Investigator proposes a detailed documentation of success rates from various Ventriculart
Fibrillation induction methods during implant of Medtronic defibrillation capable devices.
Our clinical experience has found that attempts to induce patients receiving ICDs at implant
using the nominal Medtronic T-shock settings are not always effective at inducing ventricular
fibrillation. When this results, a change to the parameters for T-shock is made before
reattempting to induce ventricular fibrillation in patients undergoing ICD implantation.
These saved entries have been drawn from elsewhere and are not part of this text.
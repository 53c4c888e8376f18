//! Error types for Postdeck

use thiserror::Error;

pub type Result<T> = std::result::Result<T, PostdeckError>;

#[derive(Error, Debug)]
pub enum PostdeckError {
    #[error("Configuration error: {0}")]
    Config(#[from] ConfigError),

    #[error("Content store error: {0}")]
    Store(#[from] StoreError),

    #[error("Batch rejected: {0}")]
    Batch(#[from] BatchError),

    #[error("Publish error: {0}")]
    Publish(#[from] PublishError),

    #[error("Invalid input: {0}")]
    InvalidInput(String),
}

impl PostdeckError {
    /// Returns the appropriate exit code for this error
    pub fn exit_code(&self) -> i32 {
        match self {
            PostdeckError::InvalidInput(_) => 3,
            PostdeckError::Batch(_) => 4,
            PostdeckError::Config(_) => 2,
            PostdeckError::Store(_) => 2,
            PostdeckError::Publish(_) => 1,
        }
    }
}

#[derive(Error, Debug)]
pub enum ConfigError {
    #[error("Failed to read config file: {0}")]
    ReadError(#[from] std::io::Error),

    #[error("Failed to parse config: {0}")]
    ParseError(#[from] toml::de::Error),

    #[error("Missing required field: {0}")]
    MissingField(String),

    #[error("Invalid value for {field}: {reason}")]
    InvalidValue { field: String, reason: String },
}

#[derive(Error, Debug)]
pub enum StoreError {
    #[error("Database operation failed: {0}")]
    SqlxError(#[from] sqlx::Error),

    #[error("Migration failed: {0}")]
    MigrationError(#[from] sqlx::migrate::MigrateError),

    #[error("IO error: {0}")]
    IoError(#[from] std::io::Error),
}

/// Preconditions checked before a run touches the lock or the status
#[derive(Error, Debug, Clone, PartialEq, Eq)]
pub enum BatchError {
    #[error("no eligible items to publish")]
    EmptyBatch,

    #[error("a batch is already running")]
    BatchAlreadyRunning,

    #[error("publishing {0} items was declined")]
    Declined(usize),

    #[error("job already carries {0} outcomes; build a new job to publish again")]
    AlreadyAttempted(usize),
}

/// Failure of a single publish call
///
/// Cloneable so it can be stored in an item outcome and forwarded to
/// status observers.
#[derive(Error, Debug, Clone, PartialEq, Eq)]
pub enum PublishError {
    #[error("Invalid media reference: {0}")]
    InvalidMedia(String),

    #[error("Network error: {0}")]
    Network(String),

    #[error("Endpoint rejected the post (HTTP {status}): {message}")]
    Rejected { status: u16, message: String },

    #[error("Malformed response: {0}")]
    MalformedResponse(String),

    #[error("Rate limit exceeded: {0}")]
    RateLimit(String),
}

#[cfg(test)]
mod tests {
    use super::*;

    #[test]
    fn test_exit_code_invalid_input() {
        let error = PostdeckError::InvalidInput("Unknown destination".to_string());
        assert_eq!(error.exit_code(), 3);
    }

    #[test]
    fn test_exit_code_batch_preconditions() {
        assert_eq!(PostdeckError::Batch(BatchError::EmptyBatch).exit_code(), 4);
        assert_eq!(
            PostdeckError::Batch(BatchError::BatchAlreadyRunning).exit_code(),
            4
        );
        assert_eq!(PostdeckError::Batch(BatchError::Declined(3)).exit_code(), 4);
    }

    #[test]
    fn test_exit_code_config_and_store() {
        let config = PostdeckError::Config(ConfigError::MissingField("publish.endpoint".into()));
        assert_eq!(config.exit_code(), 2);

        let store = PostdeckError::Store(StoreError::IoError(std::io::Error::new(
            std::io::ErrorKind::NotFound,
            "File not found",
        )));
        assert_eq!(store.exit_code(), 2);
    }

    #[test]
    fn test_exit_code_publish_error() {
        let error = PostdeckError::Publish(PublishError::Network("Connection refused".into()));
        assert_eq!(error.exit_code(), 1);
    }

    #[test]
    fn test_error_message_formatting_batch() {
        let error = PostdeckError::Batch(BatchError::BatchAlreadyRunning);
        assert_eq!(error.to_string(), "Batch rejected: a batch is already running");

        let error = PostdeckError::Batch(BatchError::Declined(5));
        assert_eq!(
            error.to_string(),
            "Batch rejected: publishing 5 items was declined"
        );
    }

    #[test]
    fn test_publish_error_variants() {
        let rejected = PublishError::Rejected {
            status: 400,
            message: "image too large".to_string(),
        };
        assert_eq!(
            rejected.to_string(),
            "Endpoint rejected the post (HTTP 400): image too large"
        );

        let malformed = PublishError::MalformedResponse("expected JSON".to_string());
        assert_eq!(malformed.to_string(), "Malformed response: expected JSON");

        let rate = PublishError::RateLimit("retry later".to_string());
        assert_eq!(rate.to_string(), "Rate limit exceeded: retry later");
    }

    #[test]
    fn test_error_conversion_from_publish_error() {
        let error: PostdeckError = PublishError::InvalidMedia(String::new()).into();
        assert!(matches!(error, PostdeckError::Publish(_)));
    }

    #[test]
    fn test_config_invalid_value_formatting() {
        let error = ConfigError::InvalidValue {
            field: "pacing.success_delay".to_string(),
            reason: "expected time unit".to_string(),
        };
        assert_eq!(
            error.to_string(),
            "Invalid value for pacing.success_delay: expected time unit"
        );
    }

    #[test]
    fn test_publish_error_clone() {
        let original = PublishError::Network("Connection failed".to_string());
        let cloned = original.clone();
        assert_eq!(original, cloned);
    }
}
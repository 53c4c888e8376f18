//! Batch job model
//!
//! A `BatchJob` is the ordered list of items handed to the runner plus the
//! outcomes appended as each item is attempted. Jobs can only be built
//! through the eligibility filter, so every item in a job carries media and
//! targets the job's destination.

use serde::{Deserialize, Serialize};

use crate::types::{ContentItem, Destination, ItemOutcome, OutcomeKind};

#[derive(Debug, Clone)]
pub struct BatchJob {
    destination: Destination,
    items: Vec<ContentItem>,
    outcomes: Vec<ItemOutcome>,
}

impl BatchJob {
    /// Build a job from the items eligible for `destination`, keeping their
    /// order
    pub fn eligible<I>(items: I, destination: Destination) -> Self
    where
        I: IntoIterator<Item = ContentItem>,
    {
        let items: Vec<ContentItem> = items
            .into_iter()
            .filter(|item| item.is_eligible(destination))
            .collect();

        Self {
            destination,
            outcomes: Vec::with_capacity(items.len()),
            items,
        }
    }

    /// One-item job for publishing a single item on its own destination
    ///
    /// The job is empty when the item carries no media.
    pub fn single(item: ContentItem) -> Self {
        let destination = item.destination;
        Self::eligible(std::iter::once(item), destination)
    }

    pub fn destination(&self) -> Destination {
        self.destination
    }

    pub fn items(&self) -> &[ContentItem] {
        &self.items
    }

    pub fn outcomes(&self) -> &[ItemOutcome] {
        &self.outcomes
    }

    pub fn len(&self) -> usize {
        self.items.len()
    }

    pub fn is_empty(&self) -> bool {
        self.items.is_empty()
    }

    pub fn is_single(&self) -> bool {
        self.items.len() == 1
    }

    /// Append the outcome for the next unattempted item
    pub(crate) fn record(&mut self, outcome: ItemOutcome) {
        debug_assert!(self.outcomes.len() < self.items.len());
        debug_assert_eq!(outcome.item_id, self.items[self.outcomes.len()].id);
        self.outcomes.push(outcome);
    }
}

/// Aggregate result of a finished run
///
/// Partial or total item failure is still a completed run; callers read the
/// counts to learn the business outcome.
#[derive(Debug, Clone, Serialize, Deserialize, PartialEq)]
pub struct BatchSummary {
    pub success_count: usize,
    pub fail_count: usize,
    pub total_count: usize,
    pub outcomes: Vec<ItemOutcome>,
    /// Run stopped early on request; `outcomes` holds only attempted items
    pub cancelled: bool,
}

impl BatchSummary {
    pub(crate) fn from_job(job: &BatchJob, cancelled: bool) -> Self {
        let success_count = job
            .outcomes
            .iter()
            .filter(|o| o.result == OutcomeKind::Success)
            .count();

        Self {
            success_count,
            fail_count: job.outcomes.len() - success_count,
            total_count: job.items.len(),
            outcomes: job.outcomes.clone(),
            cancelled,
        }
    }

    pub fn attempted(&self) -> usize {
        self.success_count + self.fail_count
    }

    pub fn all_succeeded(&self) -> bool {
        !self.cancelled && self.fail_count == 0 && self.success_count == self.total_count
    }
}

#[cfg(test)]
mod tests {
    use super::*;
    use crate::types::MediaRef;

    fn item(title: &str, media: Option<&str>, destination: Destination) -> ContentItem {
        ContentItem::new(
            title.to_string(),
            String::new(),
            media.map(MediaRef::new),
            destination,
        )
    }

    #[test]
    fn test_eligible_filters_and_keeps_order() {
        let items = vec![
            item("a", Some("a.jpg"), Destination::Instagram),
            item("b", None, Destination::Instagram),
            item("c", Some("c.jpg"), Destination::Facebook),
            item("d", Some("d.mp4"), Destination::Instagram),
        ];

        let job = BatchJob::eligible(items, Destination::Instagram);

        let titles: Vec<&str> = job.items().iter().map(|i| i.title.as_str()).collect();
        assert_eq!(titles, vec!["a", "d"]);
        assert_eq!(job.destination(), Destination::Instagram);
        assert!(job.outcomes().is_empty());
    }

    #[test]
    fn test_eligible_can_be_empty() {
        let job = BatchJob::eligible(
            vec![item("a", None, Destination::Twitter)],
            Destination::Twitter,
        );
        assert!(job.is_empty());
    }

    #[test]
    fn test_single_uses_item_destination() {
        let job = BatchJob::single(item("solo", Some("s.png"), Destination::Linkedin));
        assert!(job.is_single());
        assert_eq!(job.destination(), Destination::Linkedin);

        let job = BatchJob::single(item("no media", None, Destination::Linkedin));
        assert!(job.is_empty());
    }

    #[test]
    fn test_summary_counts_from_outcomes() {
        let mut job = BatchJob::eligible(
            vec![
                item("a", Some("a.jpg"), Destination::Instagram),
                item("b", Some("b.jpg"), Destination::Instagram),
                item("c", Some("c.jpg"), Destination::Instagram),
            ],
            Destination::Instagram,
        );
        let ids: Vec<String> = job.items().iter().map(|i| i.id.clone()).collect();
        job.record(ItemOutcome::success(&ids[0]));
        job.record(ItemOutcome::failure(&ids[1], "boom"));

        let summary = BatchSummary::from_job(&job, true);
        assert_eq!(summary.success_count, 1);
        assert_eq!(summary.fail_count, 1);
        assert_eq!(summary.total_count, 3);
        assert_eq!(summary.attempted(), 2);
        assert!(summary.cancelled);
        assert!(!summary.all_succeeded());
    }
}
Another available induction method is 50 Hz Burst. "The 50 Hz Burst induction is designed to
induce VF by delivering a rapid burst of pacing pulses. The amplitude and pulse width of
these pulses are selectable, but the pacing interval is fixed at 20 ms."2 If multiple
attempts using the T-shock method are unsuccessful, 50 Hz Burst provides an additional method
for inducing ventricular fibrillation. It is a less desirable method since it can result in
very fine VF that is difficult to identify the initiation of possibly resulting in longer
times in VF causing higher defibrillation threshold or in undersensing due to the fine nature
of the rhythm.
T-shock has been found to be a fast and reliable method for inducing ventricular fibrillation
in ICD implants. Greater success of inducing ventricular fibrillation using the T-shock
method has been found when the energy of the T-shock was higher and the coupling interval was
shorter. In addition, increasing the shock strength increases the window of vulnerability.
For the T-shock method to be most efficient, initial success at inducing ventricular
fibrillation, and therefore a reduced number of attempts, is important. This requires a
better understanding of the optimal programmed settings for the initial T-shock induction
attempt.
Moreover, in recent years, ICD indications have grown to include primary prevention patients.
These patients may have different vulnerable periods than patients previously evaluated to
develop Medtronic nominal settings.
Our clinical experience has found that the nominal T-shock settings are only effective at
inducing ventricular fibrillation approximately seventy-five percent of the time. However, a
detailed collection of success rates has not been performed.